The main strengths of the proposals that should be maintained are: 

  • The draft takes the view that political advertising is not limited to just electoral periods. It covers many different political advertisers as well as issue ads, thus placing a wide range of political advertising within the scope of the rules. This is also accomplished by including both online and offline ads in the rules. Taken together, this broad view is the right approach and should be maintained in the upcoming negotiations. 
  • The draft is structured into articles containing a set of transparency rules and principles, and two annexes with specific pieces of information that should be provided to regulators and other external observers. These annexes can be changed faster and more easily than a law. This flexibility is desirable and should be kept because it would ideally allow for a more dynamic review and update of the transparency requirements. 

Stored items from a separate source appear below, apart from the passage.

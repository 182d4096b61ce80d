//! API key authorization.
//!
//! [`authorize`] is the whole policy: it maps a caller-supplied key and a
//! [`KeyDirectory`] to an [`AuthDecision`]. [`AuthGate`] adds the
//! configured header name and the development-mode bypass.

mod postgres;

use std::collections::HashMap;
use std::sync::Arc;

use async_trait::async_trait;
use thiserror::Error;
use tracing::{error, info, warn};

use crate::config::AuthConfig;

pub use postgres::PgKeyDirectory;

/// Owner of an API key
#[derive(Debug, Clone, PartialEq, Eq)]
pub struct ApiUser {
    pub id: String,
}

#[derive(Debug, Error)]
pub enum DirectoryError {
    #[error(transparent)]
    Sqlx(#[from] sqlx::Error),

    #[error("Key directory unavailable: {0}")]
    Unavailable(String),
}

/// Source of truth for API keys
#[async_trait]
pub trait KeyDirectory: Send + Sync {
    async fn find_by_key(&self, key: &str) -> Result<Option<ApiUser>, DirectoryError>;

    async fn close(&self) {}
}

/// Fixed key set, one synthetic user per key
pub struct StaticKeyDirectory {
    users: HashMap<String, ApiUser>,
}

impl StaticKeyDirectory {
    pub fn new<I, S>(keys: I) -> Self
    where
        I: IntoIterator<Item = S>,
        S: Into<String>,
    {
        let users = keys
            .into_iter()
            .enumerate()
            .map(|(index, key)| {
                let user = ApiUser {
                    id: format!("static-{}", index),
                };
                (key.into(), user)
            })
            .collect();
        Self { users }
    }
}

#[async_trait]
impl KeyDirectory for StaticKeyDirectory {
    async fn find_by_key(&self, key: &str) -> Result<Option<ApiUser>, DirectoryError> {
        Ok(self.users.get(key).cloned())
    }
}

#[derive(Debug, Clone, Copy, PartialEq, Eq)]
pub enum RejectReason {
    MissingKey,
    UnknownKey,
    LookupFailed,
}

impl RejectReason {
    pub fn message(&self) -> &'static str {
        match self {
            RejectReason::MissingKey => "unauthorized",
            RejectReason::UnknownKey => "user not found",
            RejectReason::LookupFailed => "invalid key",
        }
    }
}

#[derive(Debug, Clone, PartialEq, Eq)]
pub enum AuthDecision {
    /// `None` when the gate is disabled and no key was checked
    Granted(Option<ApiUser>),
    Rejected(RejectReason),
}

/// Decide whether `key` may pass
pub async fn authorize(key: Option<&str>, directory: &dyn KeyDirectory) -> AuthDecision {
    let key = match key.map(str::trim) {
        Some(k) if !k.is_empty() => k,
        _ => return AuthDecision::Rejected(RejectReason::MissingKey),
    };

    match directory.find_by_key(key).await {
        Ok(Some(user)) => AuthDecision::Granted(Some(user)),
        Ok(None) => AuthDecision::Rejected(RejectReason::UnknownKey),
        Err(e) => {
            error!("API key lookup failed: {}", e);
            AuthDecision::Rejected(RejectReason::LookupFailed)
        }
    }
}

/// Authorization settings shared by every request
pub struct AuthGate {
    header: String,
    directory: Option<Arc<dyn KeyDirectory>>,
}

impl AuthGate {
    pub const DEFAULT_HEADER: &'static str = "key";

    /// Gate checking keys from `header` against `directory`
    pub fn new(header: impl Into<String>, directory: Arc<dyn KeyDirectory>) -> Self {
        Self {
            header: header.into().to_ascii_lowercase(),
            directory: Some(directory),
        }
    }

    /// Gate granting every request
    pub fn disabled() -> Self {
        Self {
            header: Self::DEFAULT_HEADER.to_string(),
            directory: None,
        }
    }

    /// Build the gate described by `config`. A PostgreSQL directory wins over static keys.
    pub fn from_config(config: &AuthConfig) -> Result<Self, DirectoryError> {
        if !config.enabled {
            warn!("Authorization gate disabled, every request is granted");
            return Ok(Self::disabled());
        }

        let directory: Arc<dyn KeyDirectory> = match &config.database_uri {
            Some(uri) => {
                info!("Checking API keys against PostgreSQL users table");
                Arc::new(PgKeyDirectory::connect_lazy(uri, config.max_connections)?)
            }
            None => {
                if config.api_keys.is_empty() {
                    warn!("Authorization enabled with no keys configured, every request will be rejected");
                }
                Arc::new(StaticKeyDirectory::new(config.api_keys.iter().cloned()))
            }
        };
        Ok(Self::new(&config.header, directory))
    }

    pub fn header(&self) -> &str {
        &self.header
    }

    pub fn is_enabled(&self) -> bool {
        self.directory.is_some()
    }

    pub async fn check(&self, key: Option<&str>) -> AuthDecision {
        match &self.directory {
            None => AuthDecision::Granted(None),
            Some(directory) => authorize(key, directory.as_ref()).await,
        }
    }

    pub async fn close(&self) {
        if let Some(directory) = &self.directory {
            directory.close().await;
        }
    }
}

#[cfg(test)]
mod tests {
    use super::*;
    use crate::testing::BrokenDirectory;

    fn directory() -> StaticKeyDirectory {
        StaticKeyDirectory::new(["secret", "other"])
    }

    #[tokio::test]
    async fn missing_or_blank_key_is_rejected() {
        let dir = directory();
        assert_eq!(
            authorize(None, &dir).await,
            AuthDecision::Rejected(RejectReason::MissingKey)
        );
        assert_eq!(
            authorize(Some("  "), &dir).await,
            AuthDecision::Rejected(RejectReason::MissingKey)
        );
    }

    #[tokio::test]
    async fn unknown_key_is_rejected() {
        assert_eq!(
            authorize(Some("nope"), &directory()).await,
            AuthDecision::Rejected(RejectReason::UnknownKey)
        );
    }

    #[tokio::test]
    async fn lookup_failure_is_rejected() {
        assert_eq!(
            authorize(Some("secret"), &BrokenDirectory).await,
            AuthDecision::Rejected(RejectReason::LookupFailed)
        );
    }

    #[tokio::test]
    async fn known_key_is_granted() {
        match authorize(Some("other"), &directory()).await {
            AuthDecision::Granted(Some(user)) => assert_eq!(user.id, "static-1"),
            other => panic!("unexpected decision: {other:?}"),
        }
    }

    #[tokio::test]
    async fn disabled_gate_grants_everything() {
        let gate = AuthGate::disabled();
        assert!(!gate.is_enabled());
        assert_eq!(gate.check(None).await, AuthDecision::Granted(None));
    }

    #[test]
    fn gate_from_config_respects_enabled_flag() {
        let mut config = AuthConfig {
            enabled: false,
            header: "key".to_string(),
            database_uri: None,
            api_keys: vec!["secret".to_string()],
            max_connections: 1,
        };
        assert!(!AuthGate::from_config(&config).unwrap().is_enabled());

        config.enabled = true;
        config.header = "X-Api-Key".to_string();
        let gate = AuthGate::from_config(&config).unwrap();
        assert!(gate.is_enabled());
        assert_eq!(gate.header(), "x-api-key");
    }

    #[test]
    fn reject_messages() {
        assert_eq!(RejectReason::MissingKey.message(), "unauthorized");
        assert_eq!(RejectReason::UnknownKey.message(), "user not found");
        assert_eq!(RejectReason::LookupFailed.message(), "invalid key");
    }
}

The key improvements that should be implemented are: 

  • The definition would benefit from clarifications and examples. Especially because of the wide range of different advertisers and advertisements covered, it is imperative to delineate the at times overlapping definitions better. 
  • For political advertising, the use of highly sensitive personal data (as defined in EU data protection law) and inferred data should be banned without exceptions. The Commission acknowledges the risk of discrimination stemming from the segmentation of the electorate and the delivery of narrowly tailored political ads, but precisely because this is the case, it is not suitable to rely on consent rules. 
  • The law should provide a framework for determining what good and bad design practices regarding ad disclosures and notice mechanisms are. This could be done in an additional annex. Particularly if the consent option is kept, a ban on deceptive design practices should be considered. 
  • Regulators and researchers should be able to request data access to all data points mentioned in the draft, not just a selected few. 
  • The Commission should mandate a cross-platform, real-time political ad repository. This would help citizens and specifically those researching political advertising to understand online ad campaigns better than the combination of suggested rules for single-platform database from the Digital Services Act and this draft. 
  • Enforcement mechanisms should be streamlined by giving EU-level oversight agencies more powers and/or establishing clearer cooperation guidelines for national authorities.